- [YOUR ASSIGNMENT] The listing below contains a span that opens with the line containing "Action::Pause => self.paused" and closes with the line containing "self.state.rotate(Rotation::CounterClockwise);". Return that span exactly.

- [EXTRACTED ENTRIES]
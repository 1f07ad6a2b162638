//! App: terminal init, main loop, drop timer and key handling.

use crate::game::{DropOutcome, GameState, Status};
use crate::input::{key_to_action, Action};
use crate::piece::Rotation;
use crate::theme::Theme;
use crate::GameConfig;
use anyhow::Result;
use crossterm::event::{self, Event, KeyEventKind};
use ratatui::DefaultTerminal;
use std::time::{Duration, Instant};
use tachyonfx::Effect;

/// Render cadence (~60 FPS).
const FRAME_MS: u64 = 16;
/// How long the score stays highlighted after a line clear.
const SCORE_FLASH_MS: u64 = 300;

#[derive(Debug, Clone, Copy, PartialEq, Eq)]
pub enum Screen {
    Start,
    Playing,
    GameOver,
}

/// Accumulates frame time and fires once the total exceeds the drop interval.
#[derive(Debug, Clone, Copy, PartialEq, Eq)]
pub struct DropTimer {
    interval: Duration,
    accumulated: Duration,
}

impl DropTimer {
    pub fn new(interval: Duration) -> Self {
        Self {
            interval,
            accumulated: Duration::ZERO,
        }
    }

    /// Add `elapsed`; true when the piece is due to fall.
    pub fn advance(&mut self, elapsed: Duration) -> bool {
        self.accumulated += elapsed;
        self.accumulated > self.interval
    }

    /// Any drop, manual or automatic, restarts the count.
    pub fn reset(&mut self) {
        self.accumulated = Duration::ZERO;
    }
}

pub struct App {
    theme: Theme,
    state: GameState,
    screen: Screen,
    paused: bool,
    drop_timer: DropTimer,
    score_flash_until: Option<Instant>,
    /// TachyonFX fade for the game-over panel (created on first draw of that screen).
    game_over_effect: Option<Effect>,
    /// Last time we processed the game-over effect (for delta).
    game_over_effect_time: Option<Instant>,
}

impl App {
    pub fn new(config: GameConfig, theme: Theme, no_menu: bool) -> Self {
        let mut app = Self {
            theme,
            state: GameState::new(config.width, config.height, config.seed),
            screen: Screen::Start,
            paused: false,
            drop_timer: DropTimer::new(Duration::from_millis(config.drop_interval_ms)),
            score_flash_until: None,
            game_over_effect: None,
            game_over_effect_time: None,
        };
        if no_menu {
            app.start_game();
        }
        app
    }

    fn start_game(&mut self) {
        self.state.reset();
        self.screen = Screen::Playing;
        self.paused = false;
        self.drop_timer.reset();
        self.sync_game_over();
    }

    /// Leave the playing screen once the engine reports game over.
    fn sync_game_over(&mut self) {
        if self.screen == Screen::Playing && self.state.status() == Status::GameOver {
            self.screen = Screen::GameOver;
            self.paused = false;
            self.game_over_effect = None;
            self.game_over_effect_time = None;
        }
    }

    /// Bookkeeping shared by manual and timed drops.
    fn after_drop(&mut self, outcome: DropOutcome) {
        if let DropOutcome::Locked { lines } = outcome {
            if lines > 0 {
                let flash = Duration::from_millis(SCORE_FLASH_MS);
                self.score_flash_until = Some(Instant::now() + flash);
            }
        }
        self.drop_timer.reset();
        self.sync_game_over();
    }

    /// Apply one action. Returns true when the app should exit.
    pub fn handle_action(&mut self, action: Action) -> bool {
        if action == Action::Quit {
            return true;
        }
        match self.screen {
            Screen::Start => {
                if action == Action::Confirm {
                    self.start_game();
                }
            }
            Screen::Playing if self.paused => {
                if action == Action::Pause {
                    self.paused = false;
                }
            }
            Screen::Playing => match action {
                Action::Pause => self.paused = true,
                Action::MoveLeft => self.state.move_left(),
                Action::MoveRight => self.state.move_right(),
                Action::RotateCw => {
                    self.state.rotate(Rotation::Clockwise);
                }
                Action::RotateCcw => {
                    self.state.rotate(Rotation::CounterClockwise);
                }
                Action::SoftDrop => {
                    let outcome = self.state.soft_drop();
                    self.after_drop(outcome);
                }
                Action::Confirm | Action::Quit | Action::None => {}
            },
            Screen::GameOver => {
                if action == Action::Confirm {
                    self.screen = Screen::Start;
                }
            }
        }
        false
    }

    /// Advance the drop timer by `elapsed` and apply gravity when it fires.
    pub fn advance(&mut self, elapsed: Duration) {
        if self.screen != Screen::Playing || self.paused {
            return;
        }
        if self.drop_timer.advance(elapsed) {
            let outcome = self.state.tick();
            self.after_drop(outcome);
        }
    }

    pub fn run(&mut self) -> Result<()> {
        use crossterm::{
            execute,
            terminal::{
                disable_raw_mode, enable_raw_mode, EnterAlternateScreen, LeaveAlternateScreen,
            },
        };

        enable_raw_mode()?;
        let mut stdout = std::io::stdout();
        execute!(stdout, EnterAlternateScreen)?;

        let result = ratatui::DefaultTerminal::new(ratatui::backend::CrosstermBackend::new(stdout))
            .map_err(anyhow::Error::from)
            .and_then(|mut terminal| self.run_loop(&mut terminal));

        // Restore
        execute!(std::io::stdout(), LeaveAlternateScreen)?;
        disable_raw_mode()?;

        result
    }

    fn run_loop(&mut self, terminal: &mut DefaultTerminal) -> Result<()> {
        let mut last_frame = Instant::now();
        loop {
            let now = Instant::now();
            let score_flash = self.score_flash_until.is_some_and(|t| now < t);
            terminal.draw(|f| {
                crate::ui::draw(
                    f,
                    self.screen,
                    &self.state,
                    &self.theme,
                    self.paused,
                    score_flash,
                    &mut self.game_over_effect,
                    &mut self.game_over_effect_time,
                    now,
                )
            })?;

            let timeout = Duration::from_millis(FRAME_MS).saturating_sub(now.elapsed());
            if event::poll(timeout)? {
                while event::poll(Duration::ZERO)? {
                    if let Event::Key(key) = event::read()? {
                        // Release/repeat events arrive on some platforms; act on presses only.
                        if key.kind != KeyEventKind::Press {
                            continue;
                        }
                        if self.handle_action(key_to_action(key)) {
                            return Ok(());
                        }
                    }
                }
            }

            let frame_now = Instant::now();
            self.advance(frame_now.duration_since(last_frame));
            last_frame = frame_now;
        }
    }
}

- [SOLVED PROBLEM]
                Action::Pause => self.paused = true,
                Action::MoveLeft => self.state.move_left(),
                Action::MoveRight => self.state.move_right(),
                Action::RotateCw => {
                    self.state.rotate(Rotation::Clockwise);
                }
                Action::RotateCcw => {
                    self.state.rotate(Rotation::CounterClockwise);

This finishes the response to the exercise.